NIHI Sumba
- Industry: Hotel
- Founded: 1988; 38 years ago
- Headquarters: Sumba Island, Indonesia
- Key people: Christopher Burch (owner); James McBride (co-founding partner and CEO);
- Website: nihi.com

= NIHI Sumba =

Resort on Sumba Island, Indonesia

NIHI Sumba is a luxury resort on the western coast of Sumba Island in eastern Indonesia. The resort has 27 villas and spans across 567 acres of jungle.

==History==
NIHI Sumba was built in 1988 at Nihiwatu by Claude and Petra Graves and acquired by Chris Burch and James McBride in 2012. The history of NIHI Sumba traces back to the early settlers who named the beach Nihiwatu, meaning "mortar stone," after its isolated rock formation along the tide. In 1988, Claude and Petra Graves established a hotel resort called Nihiwatu, later renamed NIHI Sumba. In 2012, the resort was acquired by Christopher Burch, an American entrepreneur, and James McBride, a South African-born hotelier.

==Facilities==
Nihi Sumba offers 27 private villas comprising 38 rooms available in one, two, three, four, or five-bedroom configurations, each featuring a private infinity pool. Guests can partake in various amenities and activities.

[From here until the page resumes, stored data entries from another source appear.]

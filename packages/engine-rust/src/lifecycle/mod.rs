//! Initialiser scope lifecycle.
//!
//! Expressions evaluated while a delegate is built need an [`Event`] to read
//! from. The hosting runtime supplies these through an
//! [`InitialiserScopeProvider`]; [`InitialiserScope`] pairs every
//! acquisition with exactly one completion, on every exit path.

pub mod scope_registry;

use opforge_core::Event;

pub use scope_registry::ScopeRegistry;

/// The hosting runtime could not provide an initialiser scope.
#[derive(Debug, thiserror::Error)]
pub enum ScopeError {
    #[error("initialiser scope limit of {limit} reached")]
    Exhausted { limit: usize },
    #[error("initialiser scope unavailable: {0}")]
    Unavailable(String),
}

/// Outbound contract with the lifecycle subsystem.
///
/// `complete` is called exactly once for every event returned by `acquire`.
pub trait InitialiserScopeProvider: Send + Sync {
    /// Manufactures an event used only while a delegate is built.
    ///
    /// # Errors
    ///
    /// Returns `ScopeError` if no scope can be created.
    fn acquire(&self) -> Result<Event, ScopeError>;

    /// Marks the event's scope as successfully completed and frees whatever
    /// it held.
    fn complete(&self, event: &Event);
}

/// RAII guard over an acquired initialiser event.
///
/// Dropping the guard completes the scope, so completion happens once whether
/// the build succeeds, fails, or unwinds.
pub struct InitialiserScope<'p> {
    provider: &'p dyn InitialiserScopeProvider,
    event: Event,
}

impl<'p> InitialiserScope<'p> {
    /// Acquires a scope from `provider`.
    ///
    /// # Errors
    ///
    /// Propagates the provider's `ScopeError`; nothing needs completing then.
    pub fn acquire(provider: &'p dyn InitialiserScopeProvider) -> Result<Self, ScopeError> {
        let event = provider.acquire()?;
        Ok(Self { provider, event })
    }

    #[must_use]
    pub fn event(&self) -> &Event {
        &self.event
    }
}

impl Drop for InitialiserScope<'_> {
    fn drop(&mut self) {
        self.provider.complete(&self.event);
    }
}

#[cfg(test)]
mod tests {
    use std::collections::BTreeMap;
    use std::panic::{catch_unwind, AssertUnwindSafe};
    use std::sync::Arc;

    use super::*;

    #[test]
    fn guard_completes_on_drop() {
        let registry = ScopeRegistry::new(Arc::new(BTreeMap::new()));
        {
            let scope = InitialiserScope::acquire(&registry).unwrap();
            assert_eq!(registry.open_scopes(), 1);
            assert!(!scope.event().correlation_id().is_empty());
        }
        assert_eq!(registry.open_scopes(), 0);
        assert_eq!(registry.completed_count(), 1);
    }

    #[test]
    fn guard_completes_during_unwind() {
        let registry = ScopeRegistry::new(Arc::new(BTreeMap::new()));
        let result = catch_unwind(AssertUnwindSafe(|| {
            let _scope = InitialiserScope::acquire(&registry).unwrap();
            panic!("build blew up");
        }));
        assert!(result.is_err());
        assert_eq!(registry.acquired_count(), 1);
        assert_eq!(registry.completed_count(), 1);
        assert_eq!(registry.open_scopes(), 0);
    }

    #[test]
    fn failed_acquire_completes_nothing() {
        let registry = ScopeRegistry::new(Arc::new(BTreeMap::new())).with_limit(0);
        assert!(matches!(
            InitialiserScope::acquire(&registry),
            Err(ScopeError::Exhausted { limit: 0 })
        ));
        assert_eq!(registry.completed_count(), 0);
    }
}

NIHI Sumba introduced an 'equine wellness program' that makes it the first hotel in the world to have horses available for therapy and wellness purposes around-the-clock at the spa.

The resort engages in initiatives such as organic gardening, composting, water recycling, and community outreach programs. Through its Corporate Social Responsibility (CSR) program in partnership with The Sumba Foundation.

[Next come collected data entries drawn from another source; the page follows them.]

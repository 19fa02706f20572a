use std::collections::BTreeMap;
use std::sync::atomic::{AtomicU64, AtomicUsize, Ordering};
use std::sync::Arc;
use std::time::Instant;

use dashmap::DashMap;
use opforge_core::{Event, Value};
use tracing::{debug, warn};
use uuid::Uuid;

use super::{InitialiserScopeProvider, ScopeError};

/// Default [`InitialiserScopeProvider`] that tracks open scopes.
///
/// Each acquisition gets a fresh correlation id and is recorded until it is
/// completed. Events share the registry's configuration properties, exposed
/// to expressions as `props`.
#[derive(Debug)]
pub struct ScopeRegistry {
    properties: Arc<BTreeMap<String, Value>>,
    open: DashMap<String, Instant>,
    /// Reserved before a scope is inserted into `open`, so `limit` holds
    /// under concurrent acquisition.
    reserved: AtomicUsize,
    acquired: AtomicU64,
    completed: AtomicU64,
    limit: Option<usize>,
}

impl ScopeRegistry {
    #[must_use]
    pub fn new(properties: Arc<BTreeMap<String, Value>>) -> Self {
        Self {
            properties,
            open: DashMap::new(),
            reserved: AtomicUsize::new(0),
            acquired: AtomicU64::new(0),
            completed: AtomicU64::new(0),
            limit: None,
        }
    }

    /// Caps the number of simultaneously open scopes.
    #[must_use]
    pub fn with_limit(mut self, limit: usize) -> Self {
        self.limit = Some(limit);
        self
    }

    /// Scopes acquired but not yet completed.
    #[must_use]
    pub fn open_scopes(&self) -> usize {
        self.reserved.load(Ordering::Acquire)
    }

    #[must_use]
    pub fn acquired_count(&self) -> u64 {
        self.acquired.load(Ordering::Relaxed)
    }

    #[must_use]
    pub fn completed_count(&self) -> u64 {
        self.completed.load(Ordering::Relaxed)
    }

    fn reserve(&self) -> Result<(), ScopeError> {
        let Some(limit) = self.limit else {
            self.reserved.fetch_add(1, Ordering::AcqRel);
            return Ok(());
        };
        self.reserved
            .fetch_update(Ordering::AcqRel, Ordering::Acquire, |open| {
                (open < limit).then_some(open + 1)
            })
            .map(|_| ())
            .map_err(|_| ScopeError::Exhausted { limit })
    }
}

impl Default for ScopeRegistry {
    fn default() -> Self {
        Self::new(Arc::new(BTreeMap::new()))
    }
}

impl InitialiserScopeProvider for ScopeRegistry {
    fn acquire(&self) -> Result<Event, ScopeError> {
        self.reserve()?;

        let correlation_id = Uuid::new_v4().to_string();
        self.open.insert(correlation_id.clone(), Instant::now());
        self.acquired.fetch_add(1, Ordering::Relaxed);
        debug!(correlation_id = %correlation_id, "initialiser scope acquired");

        Ok(Event::new(correlation_id, Arc::clone(&self.properties)))
    }

    fn complete(&self, event: &Event) {
        match self.open.remove(event.correlation_id()) {
            Some((_, opened_at)) => {
                self.reserved.fetch_sub(1, Ordering::AcqRel);
                self.completed.fetch_add(1, Ordering::Relaxed);
                #[allow(clippy::cast_possible_truncation)]
                let held_us = opened_at.elapsed().as_micros() as u64;
                debug!(
                    correlation_id = event.correlation_id(),
                    held_us,
                    "initialiser scope completed"
                );
            }
            None => warn!(
                correlation_id = event.correlation_id(),
                "completion for unknown or already completed initialiser scope"
            ),
        }
    }
}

==Awards and recognition==
NIHI Sumba was ranked fourth on the Travel + Leisure Readers' 5 Favorite Resorts in Indonesia of 2023 list, and appeared in 18th position in The World's 50 Best Hotels on Condé Nast Traveller’s Gold List 2023. Additionally, the resort has been designated as the Best of the Best by TripAdvisor Travelers' Choice of 2022, chosen as one of the world’s top seven eco-hotels by Travel Advice in 2022, and selected as Travel + Leisure’s Best Hotel in the World for two consecutive years in 2016 and 2017.

NIHI Sumba was in 36th position on Travel + Leisure’s Top 100 Hotels in the World list.